O ministro do Supremo Tribunal Federal, Kassio Nunes Marques, determinou que a investigação contra o deputado federal Carlos Jordy (PL-RJ) por ameaças ao vereador Túlio Mota (PSOL) em 2022 seja transferida para a primeira instância. A decisão foi assinada na última quarta-feira, 7 de maio.

O caso teve início em agosto de 2022, durante uma panfletagem em Niterói, onde Jordy teria dito a Mota: “eu te arrebento”. A discussão entre os dois girava em torno de quem teria mais votos no bairro de Icaraí.

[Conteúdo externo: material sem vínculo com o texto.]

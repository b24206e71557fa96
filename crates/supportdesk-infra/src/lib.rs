//! Infrastructure layer for the support desk chatbot.
//!
//! Implements the ports defined in supportdesk-core: the async-openai chat
//! provider, environment and `.env` credential providers, the TOML config
//! loader, and the runtime probes used by the environment verifier.

pub mod config;
pub mod llm;
pub mod probe;
pub mod secret;
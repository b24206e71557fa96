//! LLM request/response types.
//!
//! Only the non-streaming completion path is modelled: the chat loop awaits a
//! full reply before printing it.

use serde::{Deserialize, Serialize};
use std::fmt;

/// Role of a message in an LLM conversation.
#[derive(Debug, Clone, Copy, PartialEq, Eq, Serialize, Deserialize)]
#[serde(rename_all = "lowercase")]
pub enum MessageRole {
    System,
    User,
    Assistant,
}

impl fmt::Display for MessageRole {
    fn fmt(&self, f: &mut fmt::Formatter<'_>) -> fmt::Result {
        match self {
            MessageRole::System => write!(f, "system"),
            MessageRole::User => write!(f, "user"),
            MessageRole::Assistant => write!(f, "assistant"),
        }
    }
}

/// A single message sent to the model.
#[derive(Debug, Clone, PartialEq, Serialize, Deserialize)]
pub struct Message {
    pub role: MessageRole,
    pub content: String,
}

impl Message {
    pub fn user(content: impl Into<String>) -> Self {
        Self {
            role: MessageRole::User,
            content: content.into(),
        }
    }

    pub fn assistant(content: impl Into<String>) -> Self {
        Self {
            role: MessageRole::Assistant,
            content: content.into(),
        }
    }
}

/// Request to an LLM provider for a completion.
#[derive(Debug, Clone, Serialize, Deserialize)]
pub struct CompletionRequest {
    pub model: String,
    pub messages: Vec<Message>,
    pub max_tokens: u32,
    #[serde(skip_serializing_if = "Option::is_none")]
    pub temperature: Option<f64>,
}

/// Response from an LLM provider.
#[derive(Debug, Clone, Serialize, Deserialize)]
pub struct CompletionResponse {
    pub id: String,
    pub content: String,
    pub model: String,
    pub stop_reason: StopReason,
    pub usage: Usage,
}

/// Reason why the LLM stopped generating.
#[derive(Debug, Clone, PartialEq, Eq, Serialize, Deserialize)]
#[serde(rename_all = "snake_case")]
pub enum StopReason {
    EndTurn,
    MaxTokens,
    ContentFilter,
}

impl fmt::Display for StopReason {
    fn fmt(&self, f: &mut fmt::Formatter<'_>) -> fmt::Result {
        match self {
            StopReason::EndTurn => write!(f, "end_turn"),
            StopReason::MaxTokens => write!(f, "max_tokens"),
            StopReason::ContentFilter => write!(f, "content_filter"),
        }
    }
}

/// Token usage for a completion request/response.
#[derive(Debug, Clone, Default, Serialize, Deserialize)]
pub struct Usage {
    pub input_tokens: u32,
    pub output_tokens: u32,
}

/// Errors from LLM provider operations.
#[derive(Debug, thiserror::Error)]
pub enum LlmError {
    #[error("provider error: {message}")]
    Provider { message: String },

    #[error("deserialization error: {0}")]
    Deserialization(String),

    #[error("rate limited (retry after {retry_after_ms:?}ms)")]
    RateLimited { retry_after_ms: Option<u64> },

    #[error("provider overloaded: {0}")]
    Overloaded(String),

    #[error("authentication failed")]
    AuthenticationFailed,

    #[error("context length exceeded: max {max}, requested {requested}")]
    ContextLengthExceeded { max: u32, requested: u32 },

    #[error("invalid request: {0}")]
    InvalidRequest(String),

    #[error("empty response from model")]
    EmptyResponse,
}

#[cfg(test)]
mod tests {
    use super::*;

    #[test]
    fn test_message_role_display() {
        assert_eq!(MessageRole::User.to_string(), "user");
        assert_eq!(MessageRole::Assistant.to_string(), "assistant");
    }

    #[test]
    fn test_message_constructors() {
        assert_eq!(Message::user("hi").role, MessageRole::User);
        assert_eq!(Message::assistant("hello").role, MessageRole::Assistant);
    }

    #[test]
    fn test_stop_reason_serde() {
        let json = serde_json::to_string(&StopReason::ContentFilter).unwrap();
        assert_eq!(json, "\"content_filter\"");
        let parsed: StopReason = serde_json::from_str("\"max_tokens\"").unwrap();
        assert_eq!(parsed, StopReason::MaxTokens);
    }

    #[test]
    fn test_request_omits_unset_temperature() {
        let request = CompletionRequest {
            model: "gpt-3.5-turbo".into(),
            messages: vec![Message::user("hi")],
            max_tokens: 16,
            temperature: None,
        };
        let json = serde_json::to_string(&request).unwrap();
        assert!(!json.contains("temperature"));
    }

    #[test]
    fn test_llm_error_display() {
        let err = LlmError::ContextLengthExceeded {
            max: 4096,
            requested: 5000,
        };
        assert!(err.to_string().contains("4096"));
        assert!(err.to_string().contains("5000"));
        assert_eq!(LlmError::AuthenticationFailed.to_string(), "authentication failed");
    }
}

O Ministério Público do Rio de Janeiro havia solicitado a remessa do processo ao STF para evitar nulidades, uma vez que Jordy possui foro privilegiado.

Na decisão, Kassio Nunes Marques afirmou que os fatos não estão relacionados ao exercício do mandato parlamentar. Desde 2018, o STF mantém o foro privilegiado apenas para crimes cometidos durante o exercício do cargo e que estejam ligados às funções parlamentares. O ministro destacou que “os ilícitos que constituem objeto do termo circunstanciado remetido a esta Corte não guardam relação com o exercício do mandato parlamentar”.

Com a transferência, o Tribunal de Justiça do Rio de Janeiro será responsável pela continuidade da apuração do caso. A decisão marca um desdobramento importante na investigação, que agora seguirá os trâmites da Justiça estadual.